Babe Haikal meminta masyarakat tidak khawatir terkait dengan label halal ini. Ia memastikan sertifikasi halal tidak ada yang dilanggar. Pemerintah amat serius dan transparan. "Jangan khawatir, untuk urusan halal, enggak ada hal yang dirahasiakan, enggak ada yang diumpet-umpetin. Tidak ada yang dilanggar," tegasnya.
Baca juga:
Kesepakatan Dagang Indonesia - AS Disorot, MUI Ingatkan Kewajiban Sertifikasi Halal
Sejak 1974, AS juga sudah punya regulasi yang ketat terkait dengan produk halal. AS bahkan punya lembaga halal tersendiri yang sudah tepercaya. Ia mencontohkan Amerika sudah memiliki badan halal seperti Halal Transaction of Omaha (HTO) atau Islamic Food and Nutrition Council of America (IFANCA).
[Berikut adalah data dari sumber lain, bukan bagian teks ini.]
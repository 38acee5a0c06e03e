pub mod forecast;
pub mod machine;
pub mod recharge;
pub mod threshold;

pub use machine::{StepOutcome, StepParams, step};
pub use recharge::recharge;
pub use threshold::{ThresholdError, parse_threshold};
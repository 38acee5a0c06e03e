use std::time::Duration;

/// Temperature above which the readout is highlighted.
pub const OVERHEAT_CELSIUS: f64 = 40.0;

/// Colour band of the level gauge.
#[derive(Debug, Clone, Copy, PartialEq, Eq)]
pub enum LevelBand {
    /// Above 60%.
    Good,
    /// Above 20%.
    Fair,
    Critical,
}

impl LevelBand {
    pub fn from_level(level: f64) -> Self {
        if level > 60.0 {
            Self::Good
        } else if level > 20.0 {
            Self::Fair
        } else {
            Self::Critical
        }
    }
}

/// Remaining run time at a constant drain rate. Saturates at `Duration::MAX`.
pub fn time_to_empty(level: f64, drain_per_tick: f64, period: Duration) -> Duration {
    // negated so NaN also lands here
    if !(drain_per_tick > 0.0 && level > 0.0) {
        return Duration::ZERO;
    }
    let secs = period.as_secs_f64() * (level / drain_per_tick);
    Duration::try_from_secs_f64(secs).unwrap_or(Duration::MAX)
}

/// `"3 min 20 s"`. Sub-second remainders are truncated.
pub fn format_remaining(remaining: Duration) -> String {
    let secs = remaining.as_secs();
    format!("{} min {} s", secs / 60, secs % 60)
}

pub fn is_overheated(temperature: f64) -> bool {
    temperature > OVERHEAT_CELSIUS
}
//! HTTP log source.
//!
//! Reads a public placeholder user listing and repurposes the first few
//! records as diagnostics log rows. The data has nothing to do with the
//! battery; it only fills the Logs page.

use crate::source::{LogEntry, LogError, LogSource, LogStatus};
use chrono::{DateTime, Local, TimeDelta};
use serde::Deserialize;
use std::future::Future;
use std::pin::Pin;

/// Default user listing endpoint.
pub const DEFAULT_URL: &str = "https://jsonplaceholder.typicode.com/users";
/// Only the first records are shown.
pub const MAX_ENTRIES: usize = 6;
/// Gap between consecutive synthetic timestamps.
pub const ENTRY_SPACING_MINUTES: i64 = 10;

// ── Placeholder API types ──

#[derive(Debug, Clone, Deserialize)]
pub struct User {
    pub username: String,
    pub address: Address,
}

#[derive(Debug, Clone, Deserialize)]
pub struct Address {
    pub suite: String,
}

/// Turn user records into log rows. Entry `i` is stamped `now - i * 10 min`.
pub fn project(users: Vec<User>, now: DateTime<Local>) -> Vec<LogEntry> {
    users
        .into_iter()
        .take(MAX_ENTRIES)
        .enumerate()
        .map(|(i, user)| {
            let stamp = now - TimeDelta::minutes(ENTRY_SPACING_MINUTES * i as i64);
            LogEntry {
                time: stamp.format("%H:%M").to_string(),
                event: format!("Module diagnostics {}", user.address.suite),
                operator: user.username,
                status: LogStatus::for_index(i),
            }
        })
        .collect()
}

// ── Source ──

/// Fetches the user listing over HTTP.
pub struct HttpSource {
    client: reqwest::Client,
    url: String,
}

impl HttpSource {
    /// Build with an optional URL override.
    pub fn new(url: Option<String>) -> Self {
        let url = url.unwrap_or_else(|| DEFAULT_URL.to_owned());
        Self {
            client: reqwest::Client::new(),
            url: url.trim_end_matches('/').to_owned(),
        }
    }

    pub fn endpoint(&self) -> &str {
        &self.url
    }

    async fn fetch_users(&self) -> Result<Vec<LogEntry>, LogError> {
        let resp = self
            .client
            .get(&self.url)
            .send()
            .await
            .map_err(|e| LogError::RequestFailed(e.to_string()))?;

        if !resp.status().is_success() {
            return Err(LogError::Status(resp.status().as_u16()));
        }

        let users: Vec<User> = resp
            .json()
            .await
            .map_err(|e| LogError::Decode(e.to_string()))?;

        tracing::debug!(count = users.len(), url = %self.url, "user listing fetched");
        Ok(project(users, Local::now()))
    }
}

impl LogSource for HttpSource {
    fn name(&self) -> &str {
        "http"
    }

    fn fetch(&self) -> Pin<Box<dyn Future<Output = Result<Vec<LogEntry>, LogError>> + Send + '_>> {
        Box::pin(self.fetch_users())
    }
}

/// Build a source from the environment.
/// Reads `ROBOBAT_LOGS_URL`, falling back to the public placeholder API.
pub fn from_env() -> HttpSource {
    HttpSource::new(std::env::var("ROBOBAT_LOGS_URL").ok())
}
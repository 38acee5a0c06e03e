use tokio::sync::mpsc;

/// User action delivered to the runtime.
#[derive(Debug, Clone, Copy, PartialEq)]
pub enum Command {
    /// Restore the battery to 100%.
    Recharge,
    /// Commit a new low-battery threshold.
    SetThreshold(f64),
}

/// Command channel sender: the UI pushes actions here.
pub type CommandSender = mpsc::Sender<Command>;
/// Command channel receiver: the runtime consumes from here.
pub type CommandReceiver = mpsc::Receiver<Command>;

/// Create a command channel with the given buffer size.
pub fn channel(buffer: usize) -> (CommandSender, CommandReceiver) {
    mpsc::channel(buffer)
}

/// Request a full recharge.
pub async fn submit_recharge(tx: &CommandSender) -> Result<(), mpsc::error::SendError<Command>> {
    tx.send(Command::Recharge).await
}

/// Commit a threshold value.
pub async fn submit_threshold(
    tx: &CommandSender,
    threshold: f64,
) -> Result<(), mpsc::error::SendError<Command>> {
    tx.send(Command::SetThreshold(threshold)).await
}
use crate::types::{BatteryState, BatteryStatus};

/// Level restored by a full recharge.
pub const FULL_LEVEL: f64 = 100.0;

/// Restore the battery to full.
///
/// Voltage and temperature keep their previous values until the next tick
/// recomputes them; status stays `Charging` until then.
pub fn recharge(state: &BatteryState) -> BatteryState {
    BatteryState {
        level: FULL_LEVEL,
        status: BatteryStatus::Charging,
        ..*state
    }
}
Lembaga-lembaga itu sudah diakui dan bekerja sama dengan banyak negara, termasuk dengan Indonesia.
"Saya juga bukan membela Amerika. Amerika justru lebih ketat loh (untuk urusan halal) karena dia telah memberlakukan halal sejak 1974 dengan berdirinya IFANCA," jelas Babe Haikal.
Sebelumnya, beredar misinformasi yang menyebut kesepakatan perdagangan resiprokal antara Indonesia dan AS membuat produk AS yang masuk Indonesia tak perlu label halal. BPJPH memastikan informasi itu ditafsirkan keliru. Logikanya, kata Babe Haikal, mana mungkin perusahaan AS memasukkan produknya tanpa ada labelisasi halal. Apalagi masyarakat Indonesia sangat sensitif terkait dengan label halal ini.
"Mereka juga sudah bisa belajar dong, andai kata mereka benar-benar masuk tanpa ada label halal, ya siapa yang beli di Indonesia. Itu sama juga menutup perusahaan-perusahaan itu dan merembet dengan boikot. Enggak mungkinlah terjadi," terangnya.(Asp)
Baca juga:
Soroti Isu Produk AS Tanpa Sertifikasi Halal, MUI Tegaskan ‘Harga Mati’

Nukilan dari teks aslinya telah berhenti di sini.